Work out how many lines in the records include the word "under", then answer with nothing but that number.

*** Dataset excerpts Section Begins ***

use serde::{Deserialize, Serialize};

/// Broad file categories we handle
#[derive(Debug, Clone, Copy, Serialize, Deserialize, PartialEq, Eq)]
#[serde(rename_all = "snake_case")]
pub enum FileCategory {
    DigitalPdf,
    ScannedPdf,
    Image,
    WordDocx,
    WordLegacy,
    PlainText,
    Unsupported,
}

impl FileCategory {
    pub fn as_str(&self) -> &'static str {
        match self {
            Self::DigitalPdf => "digital_pdf",
            Self::ScannedPdf => "scanned_pdf",
            Self::Image => "image",
            Self::WordDocx => "word_docx",
            Self::WordLegacy => "word_legacy",
            Self::PlainText => "plain_text",
            Self::Unsupported => "unsupported",
        }
    }

    /// Categories whose content reaches the vision model as an image.
    pub fn is_visual(&self) -> bool {
        matches!(self, Self::Image | Self::ScannedPdf)
    }

    pub fn is_supported(&self) -> bool {
        !matches!(self, Self::Unsupported)
    }
}

/// What the uploader said the file is. Photos have a narrower set of
/// accepted formats than documents.
#[derive(Debug, Clone, Copy, Serialize, Deserialize, PartialEq, Eq)]
#[serde(rename_all = "snake_case")]
pub enum UploadKind {
    /// Casting-Bogen scans, protocols, letters: PDF, Word, PNG, JPG
    Document,
    /// Candidate photos: PNG, JPG, WEBP
    Photo,
}

/// Result of format detection
#[derive(Debug, Clone, Serialize, Deserialize)]
pub struct FormatDetection {
    pub mime_type: String,
    pub category: FileCategory,
    pub file_size_bytes: u64,
}

/// Per-file upload cap. Casting scans from phone cameras stay well under this.
pub const MAX_FILE_SIZE: u64 = 20 * 1024 * 1024;

/// Detect file format from magic bytes (NOT file extensions).
/// Magic bytes don't lie — extensions can be wrong.
pub fn detect_format(bytes: &[u8]) -> FormatDetection {
    let file_size = bytes.len() as u64;

    if file_size > MAX_FILE_SIZE {
        return FormatDetection {
            mime_type: "unknown".into(),
            category: FileCategory::Unsupported,
            file_size_bytes: file_size,
        };
    }

    let (mime_type, category) = match bytes {
        // PDF: starts with %PDF
        [0x25, 0x50, 0x44, 0x46, ..] => {
            let category = if pdf_has_text_layer(bytes) {
                FileCategory::DigitalPdf
            } else {
                FileCategory::ScannedPdf
            };
            ("application/pdf".to_string(), category)
        }
        // JPEG: starts with FF D8 FF
        [0xFF, 0xD8, 0xFF, ..] => ("image/jpeg".to_string(), FileCategory::Image),
        // PNG: starts with 89 50 4E 47
        [0x89, 0x50, 0x4E, 0x47, ..] => ("image/png".to_string(), FileCategory::Image),
        // WebP: RIFF....WEBP
        _ if bytes.len() >= 12 && &bytes[..4] == b"RIFF" && &bytes[8..12] == b"WEBP" => {
            ("image/webp".to_string(), FileCategory::Image)
        }
        // ZIP container: .docx if it holds word/ entries, otherwise unsupported
        [0x50, 0x4B, 0x03, 0x04, ..] => {
            if zip_looks_like_docx(bytes) {
                (
                    "application/vnd.openxmlformats-officedocument.wordprocessingml.document"
                        .to_string(),
                    FileCategory::WordDocx,
                )
            } else {
                ("application/zip".to_string(), FileCategory::Unsupported)
            }
        }
        // Legacy Word: OLE compound file header
        [0xD0, 0xCF, 0x11, 0xE0, 0xA1, 0xB1, 0x1A, 0xE1, ..] => {
            ("application/msword".to_string(), FileCategory::WordLegacy)
        }
        _ => {
            if is_likely_text(bytes) {
                ("text/plain".to_string(), FileCategory::PlainText)
            } else {
                (
                    "application/octet-stream".to_string(),
                    FileCategory::Unsupported,
                )
            }
        }
    };

    FormatDetection {
        mime_type,
        category,
        file_size_bytes: file_size,
    }
}

/// Which detected formats each upload kind accepts.
///
/// Documents take PDF, Word and PNG/JPG scans; WEBP is a photo-only
/// format, so the image category alone is not enough for the gate.
pub fn is_allowed(kind: UploadKind, detection: &FormatDetection) -> bool {
    match kind {
        UploadKind::Document => match detection.category {
            FileCategory::DigitalPdf
            | FileCategory::ScannedPdf
            | FileCategory::WordDocx
            | FileCategory::WordLegacy => true,
            FileCategory::Image => detection.mime_type != "image/webp",
            _ => false,
        },
        UploadKind::Photo => detection.category == FileCategory::Image,
    }
}

/// Check if a PDF has an extractable text layer (digital vs scanned).
/// Heuristic: count text-related PDF operators in the first 256KB.
fn pdf_has_text_layer(bytes: &[u8]) -> bool {
    let window = &bytes[..bytes.len().min(256 * 1024)];
    let content = String::from_utf8_lossy(window);

    // BT/ET = begin/end text, Tj/TJ = show text, Tf = set font
    let text_markers = ["BT", "ET", " Tj", " TJ", " Tf"];
    let marker_count: usize = text_markers
        .iter()
        .map(|m| content.matches(m).count())
        .sum();

    marker_count >= 3
}

/// Cheap check for a docx: the ZIP local file headers carry entry names,
/// and a docx always has entries under `word/`.
fn zip_looks_like_docx(bytes: &[u8]) -> bool {
    let window = &bytes[..bytes.len().min(4096)];
    window.windows(5).any(|w| w == b"word/")
}

/// Check if bytes are likely plain text (valid UTF-8, mostly printable)
fn is_likely_text(bytes: &[u8]) -> bool {
    if bytes.is_empty() {
        return false;
    }
    let sample = &bytes[..bytes.len().min(4096)];

    let text = match std::str::from_utf8(sample) {
        Ok(t) => t,
        Err(_) => return false,
    };

    // At least 80% printable characters (or whitespace)
    let printable = text
        .chars()
        .filter(|c| !c.is_control() || c.is_whitespace())
        .count();
    let ratio = printable as f64 / text.chars().count().max(1) as f64;
    ratio > 0.80
}

/// Sanitize a filename — strip path components, special characters, limit length
pub fn sanitize_filename(original: &str) -> String {
    let sanitized: String = original
        .chars()
        .filter(|&c| c != '/' && c != '\\' && c != '\0')
        .map(|c| {
            if c.is_alphanumeric() || matches!(c, '.' | '-' | '_' | ' ') {
                c
            } else {
                '_'
            }
        })
        .collect();

    // Remove consecutive dots (path traversal prevention)
    let sanitized = sanitized.replace("..", "");

    let sanitized: String = sanitized.chars().take(100).collect();
    let trimmed = sanitized.trim();

    if trimmed.is_empty() {
        "document".into()
    } else {
        trimmed.to_string()
    }
}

*** Dataset excerpts Section Ends ***

## [Result for this task]
2